Nuwaidrat warehouse case: Ten sentenced to life in jail

Manama : The High Criminal Court yesterday sentenced 10 persons in the Nuwaidrat warehouse case to life in jail,  Chief of Terror Crime Prosecution Advocate General Ahmed Al-Hammadi said. The court also sentenced the 11th accused to ten years in prison. 

The court also fined the first three suspects BD300.000, confiscated the seized items and revoked the citizenship of all the 11 defendants.

“The suspects were found guilty of establishing and joining a terrorist group contrary to the provisions of the law, possessing, acquiring and manufacturing explosives and weapons, as well as possessing firearms, training in using weapons and making explosives, all for terrorist purposes,” the Advocate-General said.

Case documents reveal that the first suspect established a terrorist organisation including two terrorist groups led by the second and third suspects.

The first group was tasked with manufacturing weapons and explosive devices and storing them in a secret warehouse in order to supply other terrorist elements in Bahrain with the needed weapons to be used in terrorist acts in the kingdom.

The group rented a house in Nuwaidrat and used it as a workshop to manufacture weapons and explosive devices. It also established a secret warehouse to store explosives and weapons.

The cell also rented a land lot in Nuweidrat, and used it as a workshop to make weapons. 

The site also included machines to cut and manufacture the tools needed for making weapons and explosives.

Consequently, the terrorist group managed to store large quantities of the weapons and explosives they had manufactured, in addition to those smuggled from Iran, Al-Hammadi said.
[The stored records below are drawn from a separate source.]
// Author: Dustin Pilgrim
// License: MIT

use crate::LtxError;

mod rules;
mod scanner;

/// The closed set of LTX token kinds.
///
/// Declaration order doubles as the rule-table priority used to break
/// equal-length match ties.
#[derive(Debug, Clone, Copy, PartialEq, Eq)]
pub enum TokenKind {
    // --- structure ---
    Inherit,
    Include,
    Comma,
    Assign,
    HeaderOpen,
    HeaderClose,

    // --- literals ---
    Identifier,
    QuotedString,
    Constraint,
    Eval,

    // --- layout ---
    Eol,
    Eof,
}

/// One matched token: kind, the exact matched text and its source position.
#[derive(Debug, Clone, PartialEq)]
pub struct Token {
    pub kind: TokenKind,
    pub text: String,
    pub line: usize,
    pub column: usize,
    pub offset: usize,
}

impl Token {
    /// The token text with the delimiting quotes stripped for a
    /// `QuotedString`; the raw text for every other kind.
    pub fn unquoted(&self) -> &str {
        if self.kind == TokenKind::QuotedString && self.text.len() >= 2 {
            &self.text[1..self.text.len() - 1]
        } else {
            &self.text
        }
    }
}

pub struct Lexer<'a> {
    input: &'a str,
    offset: usize,
    line: usize,
    column: usize,
}

impl<'a> Lexer<'a> {
    pub fn new(input: &'a str) -> Self {
        Lexer {
            input,
            offset: 0,
            line: 1,
            column: 0,
        }
    }

    pub fn line(&self) -> usize {
        self.line
    }

    pub fn column(&self) -> usize {
        self.column
    }

    pub fn offset(&self) -> usize {
        self.offset
    }

    fn rest(&self) -> &'a str {
        &self.input[self.offset..]
    }

    /// Produce the next token, skipping horizontal whitespace and comments
    /// first. Line breaks are significant and come back as [`TokenKind::Eol`];
    /// end of input is a terminal [`TokenKind::Eof`] token.
    pub fn next_token(&mut self) -> Result<Token, LtxError> {
        scanner::skip_spacing_and_comments(self);

        let (line, column, offset) = (self.line, self.column, self.offset);
        let rest = self.rest();

        if rest.is_empty() {
            return Ok(Token {
                kind: TokenKind::Eof,
                text: String::new(),
                line,
                column,
                offset,
            });
        }

        match rules::longest_match(rest) {
            Some((kind, text)) => {
                let text = text.to_string();
                scanner::advance(self, text.len());
                Ok(Token { kind, text, line, column, offset })
            }
            None => Err(LtxError::Tokenize {
                character: rest.chars().next().unwrap_or_default(),
                offset,
                line,
                column,
                hint: Some("No token rule matches here".into()),
                code: Some(101),
            }),
        }
    }
}
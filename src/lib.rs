pub mod ast;
pub mod cache;
pub mod document;
pub mod error;
pub mod export;
pub mod lexer;
pub mod parser;
pub mod utils;

pub use ast::{StructuralEvent, Value};
pub use cache::DocumentCache;
pub use document::{parse_document, Document, Section};
pub use error::{LtxError, Warning};
//! Digital token endpoints: authentication, signature, status
//!
//! Responses are returned as raw JSON so callers can forward them
//! unchanged.

use reqwest::header::ACCEPT;
use serde_json::Value;
use tracing::{debug, info};

use crate::client::{json_or_rejected, AuthorityClient, DIGITAL_TOKEN_PATH};
use crate::error::{BridgeError, Result};
use crate::types::{AuthenticationRequest, BearerToken, SignatureRequest};

impl AuthorityClient {
    /// Start an authentication challenge
    pub async fn authenticate(
        &self,
        token: &BearerToken,
        request: &AuthenticationRequest,
    ) -> Result<Value> {
        info!(
            user_id = %request.user_id,
            challenge = %request.challenge,
            "Submitting authentication challenge"
        );

        let response = self
            .http
            .post(self.url(&format!("{}/authentication", DIGITAL_TOKEN_PATH)))
            .header(ACCEPT, "application/json")
            .bearer_auth(token.secret())
            .json(request)
            .send()
            .await?;

        let data = json_or_rejected(response).await?;
        debug!(response = %data, "Authentication response");
        Ok(data)
    }

    /// Start a signing request
    pub async fn sign(&self, token: &BearerToken, request: &SignatureRequest) -> Result<Value> {
        info!(
            user_id = ?request.user_id,
            digests = request.digest.as_ref().map(|d| d.len()).unwrap_or(0),
            "Submitting signature request"
        );

        let response = self
            .http
            .post(self.url(&format!("{}/signature", DIGITAL_TOKEN_PATH)))
            .header(ACCEPT, "application/json")
            .bearer_auth(token.secret())
            .json(request)
            .send()
            .await?;

        let data = json_or_rejected(response).await?;
        debug!(response = %data, "Signature response");
        Ok(data)
    }

    /// Fetch the current state of a session
    pub async fn status(&self, token: &BearerToken, session_id: &str) -> Result<Value> {
        let mut url = reqwest::Url::parse(&self.url(DIGITAL_TOKEN_PATH))
            .map_err(|e| BridgeError::InvalidRequest(e.to_string()))?;
        // Pushed as one segment so the id cannot escape the session path
        url.path_segments_mut()
            .map_err(|_| BridgeError::InvalidRequest("base URL cannot carry a path".into()))?
            .push(session_id);

        let response = self
            .http
            .get(url)
            .header(ACCEPT, "application/json")
            .bearer_auth(token.secret())
            .send()
            .await?;

        let data = json_or_rejected(response).await?;
        debug!(session_id = %session_id, response = %data, "Status response");
        Ok(data)
    }
}
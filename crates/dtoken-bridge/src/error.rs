//! Error types for the signing authority client

use thiserror::Error;

/// Result type for authority client operations
pub type Result<T> = std::result::Result<T, BridgeError>;

/// Errors that can occur while talking to the signing authority
#[derive(Error, Debug)]
pub enum BridgeError {
    /// Token endpoint answered 4xx/5xx, no bearer token available
    #[error("Backend error getting Oauth token")]
    AuthUnavailable,

    /// Remote service answered with an HTTP error status
    #[error("Remote service rejected the request with status {status}")]
    Rejected { status: u16, body: String },

    /// No response reached us (DNS, connect, TLS, timeout)
    #[error("Transport failure: {0}")]
    Transport(String),

    /// Outbound request could not be built
    #[error("Invalid request: {0}")]
    InvalidRequest(String),

    /// Response arrived but could not be decoded
    #[error("Invalid response: {0}")]
    InvalidResponse(String),

    /// Key or certificate material could not be used
    #[error("Client credentials error: {0}")]
    Credentials(#[from] dtoken_core::CoreError),
}

impl From<reqwest::Error> for BridgeError {
    fn from(err: reqwest::Error) -> Self {
        if err.is_decode() {
            BridgeError::InvalidResponse(err.to_string())
        } else {
            BridgeError::Transport(err.to_string())
        }
    }
}

impl From<serde_json::Error> for BridgeError {
    fn from(err: serde_json::Error) -> Self {
        BridgeError::InvalidResponse(err.to_string())
    }
}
The second group, the Advocate General said, was tasked with receiving sea-smuggled weapons and explosives, in addition to providing the necessary devices and tools that were required for manufacturing weapons and explosives and gave them to the first group, led by the second suspect, to assemble them and manufacture them.

Investigations proved that the fourth, seventh and ninth suspects had been trained at the battalions of the Iranian Revolutionary Guard and Hizbullah in Iraq in using and manufacturing weapons and explosives for the sake of carrying out terrorist attacks, he added.

Seven suspects were arrested, and the rented house in Nuweidrat was raided, he said, noting that the secret store included explosive devices, high-grade explosive materials, military grenades, Kalashnikovs, weapons, large quantities of gunshots for various weapons, a rocket, in addition to large quantities of tools used in making explosives.

A big welding and manufacturing device, another large device, and a set of tools used in the manufacture of explosives were also seized.

The Terror Crime Prosecution levelled the charges against the suspects based on testimonies from the witnesses, the suspects’ confessions, as well as on technical and forensic reports, in addition to those of the General Directorate of Criminal Investigation and Forensic Science.

The Advocate General confirmed that the defendants had been afforded full legal rights throughout the trial, and their court hearings were held in the presence of the lawyers.